Discretionary cash flow, EBITDAX, net asset value per share and
PV-10 are non-GAAP financial measures and are defined and
reconciled to the most directly comparable GAAP measure under
“Non-GAAP Financial Measures” below.
The net loss for the quarter reflects a 45% decline in oil and
gas revenues while operating expenses only declined 7.2%. The
change in revenues for the 2014 quarter reflects a decrease in
production volumes (down 48.1% in aggregate; down 39.9% for oil;
down 65.5% for natural gas) partially offset by higher average
realized commodity prices (up 6%; oil pricing down 7.2%; natural
gas pricing up 39.8%). The decline in production was attributable
to multiple field operating issues which adversely affected run
times during the first two months of the quarter – discussed more
fully below under “Operational Highlights” and “Production
Highlights” – and to the depletion of several producing sands.
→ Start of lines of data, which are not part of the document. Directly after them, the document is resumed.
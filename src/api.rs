//! The four layout operations over a [`Presentation`], plus JSON-string
//! variants used by the wasm bindings.

use indexmap::IndexMap;
use log::info;
use serde::{Deserialize, Serialize};

use crate::config::LayoutConfig;
use crate::errors::{LayoutError, Result};
use crate::fonts::FontResolver;
use crate::layout::audit::{audit_slide, SlideElementsReport};
use crate::layout::compiler::compile_document;
use crate::layout::mutate::{self, FindReplaceResult, Replacement, RepositionResult};
use crate::layout::placement::{
    place_batch, AddedElement, ElementRequest, PlacementDecision, SkippedElement,
};
use crate::models::common::PositionUpdate;
use crate::models::presentation::Presentation;

/// Configuration plus the font resolver shared by every call.
#[derive(Debug)]
pub struct LayoutEngine {
    config: LayoutConfig,
    fonts: FontResolver,
}

impl LayoutEngine {
    /// Builds the engine and its font resolver. Natively the resolver can fetch
    /// substitute fonts over HTTP; in wasm it resolves offline.
    pub fn new(config: LayoutConfig) -> Self {
        #[cfg(not(target_arch = "wasm32"))]
        let fonts = FontResolver::with_http(config.fonts.clone());
        #[cfg(target_arch = "wasm32")]
        let fonts = FontResolver::offline(config.fonts.clone());
        Self { config, fonts }
    }

    /// Uses an existing resolver, e.g. one with a custom fetcher.
    pub fn with_resolver(config: LayoutConfig, fonts: FontResolver) -> Self {
        Self { config, fonts }
    }

    pub fn config(&self) -> &LayoutConfig {
        &self.config
    }

    pub fn fonts(&self) -> &FontResolver {
        &self.fonts
    }
}

#[derive(Debug, Clone, Default, PartialEq, Serialize, Deserialize)]
#[serde(rename_all = "camelCase")]
pub struct AddElementsRequest {
    pub slide_index: usize,
    #[serde(default, skip_serializing_if = "Option::is_none")]
    pub elements: Option<Vec<ElementRequest>>,
    #[serde(default, skip_serializing_if = "Option::is_none")]
    pub markdown: Option<String>,
    #[serde(default, skip_serializing_if = "Option::is_none")]
    pub auto_layout: Option<bool>,
}

#[derive(Debug, Clone, Copy, PartialEq, Eq, Serialize, Deserialize)]
#[serde(rename_all = "snake_case")]
pub enum AddMode {
    Granular,
    AutoLayout,
}

#[derive(Debug, Clone, PartialEq, Serialize, Deserialize)]
#[serde(rename_all = "camelCase")]
pub struct AddElementsResponse {
    pub mode: AddMode,
    pub total_requested: usize,
    pub successfully_added: usize,
    pub skipped: usize,
    pub elements_added: Vec<AddedElement>,
    pub elements_skipped: Vec<SkippedElement>,
    /// Same as `successfully_added`.
    pub elements_created: usize,
    /// Added elements per content kind label (`heading_1`, `bulleted_list`, ...).
    pub element_types: IndexMap<String, usize>,
}

/// Adds elements to a slide, either from explicit fragments (granular) or from
/// one markdown document (auto-layout).
pub fn add_elements(
    engine: &LayoutEngine,
    presentation: &mut Presentation,
    request: &AddElementsRequest,
) -> Result<AddElementsResponse> {
    engine.config.validate()?;
    let mode = request_mode(request)?;
    let slide = presentation.slide_mut(request.slide_index)?;

    let mut added = Vec::new();
    let mut skipped = Vec::new();
    let total_requested;
    match mode {
        AddMode::AutoLayout => {
            let document = request.markdown.as_deref().unwrap_or_default();
            let compiled = compile_document(document, slide, &engine.config, &engine.fonts);
            total_requested = compiled.elements.len();
            for element in compiled.elements {
                added.push(AddedElement {
                    index: element.source_order,
                    element_id: element.id.clone(),
                    element_type: element.element_type,
                    content_kind: element.content_kind,
                    requested_position: None,
                    final_position: element.bounding_box,
                    position_adjusted: false,
                    adjustment_reason: None,
                });
                slide.elements.push(element);
            }
        }
        AddMode::Granular => {
            let requests = request.elements.as_deref().unwrap_or_default();
            total_requested = requests.len();
            for decision in place_batch(requests, slide, &engine.config, &engine.fonts)? {
                match decision {
                    PlacementDecision::Placed { element, report } => {
                        slide.elements.push(*element);
                        added.push(report);
                    }
                    PlacementDecision::Skipped(report) => skipped.push(report),
                }
            }
        }
    }

    let mut element_types = IndexMap::new();
    for report in &added {
        *element_types.entry(report.content_kind.label()).or_insert(0) += 1;
    }
    info!(
        "add_elements ({:?}) on slide {}: {} added, {} skipped",
        mode,
        request.slide_index,
        added.len(),
        skipped.len()
    );
    Ok(AddElementsResponse {
        mode,
        total_requested,
        successfully_added: added.len(),
        skipped: skipped.len(),
        elements_created: added.len(),
        elements_added: added,
        elements_skipped: skipped,
        element_types,
    })
}

fn request_mode(request: &AddElementsRequest) -> Result<AddMode> {
    match (&request.elements, &request.markdown) {
        (Some(_), None) => Ok(AddMode::Granular),
        (None, Some(_)) if request.auto_layout == Some(false) => Err(LayoutError::InvalidRequest(
            "markdown requires autoLayout=true".to_string(),
        )),
        (None, Some(_)) => Ok(AddMode::AutoLayout),
        (Some(_), Some(_)) => Err(LayoutError::InvalidRequest(
            "supply either elements or markdown, not both".to_string(),
        )),
        (None, None) => Err(LayoutError::InvalidRequest(
            "supply elements or markdown".to_string(),
        )),
    }
}

/// Audit report for one slide.
pub fn get_slide_elements(
    presentation: &Presentation,
    slide_index: usize,
    include_content: bool,
) -> Result<SlideElementsReport> {
    let slide = presentation.slide(slide_index)?;
    Ok(audit_slide(slide, include_content))
}

/// Moves and/or resizes one element.
pub fn reposition_element(
    presentation: &mut Presentation,
    slide_index: usize,
    element_index: usize,
    position: &PositionUpdate,
) -> Result<RepositionResult> {
    let slide = presentation.slide_mut(slide_index)?;
    mutate::reposition_element(slide, element_index, position)
}

/// Find-and-replace across the whole presentation.
pub fn find_and_replace(
    engine: &LayoutEngine,
    presentation: &mut Presentation,
    replacements: &[Replacement],
) -> Result<FindReplaceResult> {
    mutate::find_and_replace(presentation, replacements, &engine.fonts)
}

#[derive(Debug, Clone, Default, PartialEq, Serialize, Deserialize)]
#[serde(rename_all = "camelCase")]
pub struct GetSlideElementsRequest {
    pub slide_index: usize,
    #[serde(default)]
    pub include_content: bool,
}

#[derive(Debug, Clone, Default, PartialEq, Serialize, Deserialize)]
#[serde(rename_all = "camelCase")]
pub struct RepositionRequest {
    pub slide_index: usize,
    pub element_index: usize,
    pub position: PositionUpdate,
}

#[derive(Debug, Clone, Default, PartialEq, Serialize, Deserialize)]
#[serde(rename_all = "camelCase")]
pub struct FindReplaceRequest {
    pub replacements: Vec<Replacement>,
}

/// The (possibly updated) presentation together with an operation result.
#[derive(Debug, Serialize)]
struct JsonOutcome<'a, T> {
    presentation: &'a Presentation,
    result: T,
}

fn run_json<Req, Res, F>(presentation_json: &str, request_json: &str, op: F) -> Result<String>
where
    Req: for<'de> Deserialize<'de>,
    Res: Serialize,
    F: FnOnce(&mut Presentation, Req) -> Result<Res>,
{
    let mut presentation: Presentation = serde_json::from_str(presentation_json)?;
    let request: Req = serde_json::from_str(request_json)?;
    let result = op(&mut presentation, request)?;
    Ok(serde_json::to_string(&JsonOutcome {
        presentation: &presentation,
        result,
    })?)
}

/// [`add_elements`] over JSON: returns `{"presentation": ..., "result": ...}`.
pub fn add_elements_json(
    engine: &LayoutEngine,
    presentation_json: &str,
    request_json: &str,
) -> Result<String> {
    run_json(presentation_json, request_json, |p, req: AddElementsRequest| {
        add_elements(engine, p, &req)
    })
}

pub fn get_slide_elements_json(presentation_json: &str, request_json: &str) -> Result<String> {
    run_json(presentation_json, request_json, |p, req: GetSlideElementsRequest| {
        get_slide_elements(p, req.slide_index, req.include_content)
    })
}

pub fn reposition_element_json(presentation_json: &str, request_json: &str) -> Result<String> {
    run_json(presentation_json, request_json, |p, req: RepositionRequest| {
        reposition_element(p, req.slide_index, req.element_index, &req.position)
    })
}

pub fn find_and_replace_json(
    engine: &LayoutEngine,
    presentation_json: &str,
    request_json: &str,
) -> Result<String> {
    run_json(presentation_json, request_json, |p, req: FindReplaceRequest| {
        find_and_replace(engine, p, &req.replacements)
    })
}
Extensive changes in field operating personnel and in our Covington
office personnel were untaken during the quarter and substantially
all of the run time related issues had been resolved by quarter
end. The declines in production were partially offset by new wells
coming on line during 2013 and increases in production from several
wells that underwent recompletions and workovers during 2013 and Q1
2014.
The decrease in operating expenses for the quarter related
principally to the decrease in production volumes which resulted in
a reduction in depreciation, depletion and amortization expense
(down $2.5 million; or 47.4%) and a decline in severance taxes
(down $1.6 million; or 76%) which was partially offset by increases
in lease operating expenses (up $0.9 million; or 20.5%), workover
expense (up $1.9 million; or 739%) and lesser increases in
exploration expense and general and administrative expense. The
increase in lease operating expense was principally attributable to
increased contract labor and repairs and maintenance expenses
incurred in connection with our efforts to resolve the decline in
average run time during the quarter. The increase in workover
expense was attributable to an increase in the number of workovers
undertaken during the quarter. The decline in severance taxes for
the quarter reflects a combination of lower production volumes and
refunds of severance taxes arising from exemptions available on our
Rocky, Zeke and Mesa Verde wells drilled in prior periods.
The net loss for the quarter also reflects higher interest
expense (up $0.8 million; or 15.1%) resulting from the addition of
$27.4 million of borrowing during the fourth quarter of 2013 and an
adverse change in income tax expense/benefit ($0.5 million) as a
result of our recording a valuation allowance against our entire
net deferred tax asset at December 31, 2013 and our resulting
non-recognition of a deferred tax benefit from our current quarter
loss.
Operational Highlights
Operational highlights for first quarter 2014 included:
- 1 recompletion successfully completed
and 1 in progress at quarter end; 7 workovers successfully
completed;
- 90 gross/net wells in production at
March 31, 2014;
- Exhaustive review undertaken, personnel
changes implemented and investments in facilities repairs and
maintenance made to address run time issues;
- Secured a gas buyback agreement with an
area operator to provide for redundant gas supply for gas-lift
operations;
- 52,103 gross/net acres under lease at
March 31, 2014, including 32,289 acres in 13 fields in the
transitional coastline and protected in-bay environment on parish
and state leases in south Louisiana and 19,814 acres in the shallow
Gulf of Mexico shelf; and
- Added 4 seasoned veterans to our
professional staff.
During Q1 2014, we undertook 2 recompletions and 7 workovers.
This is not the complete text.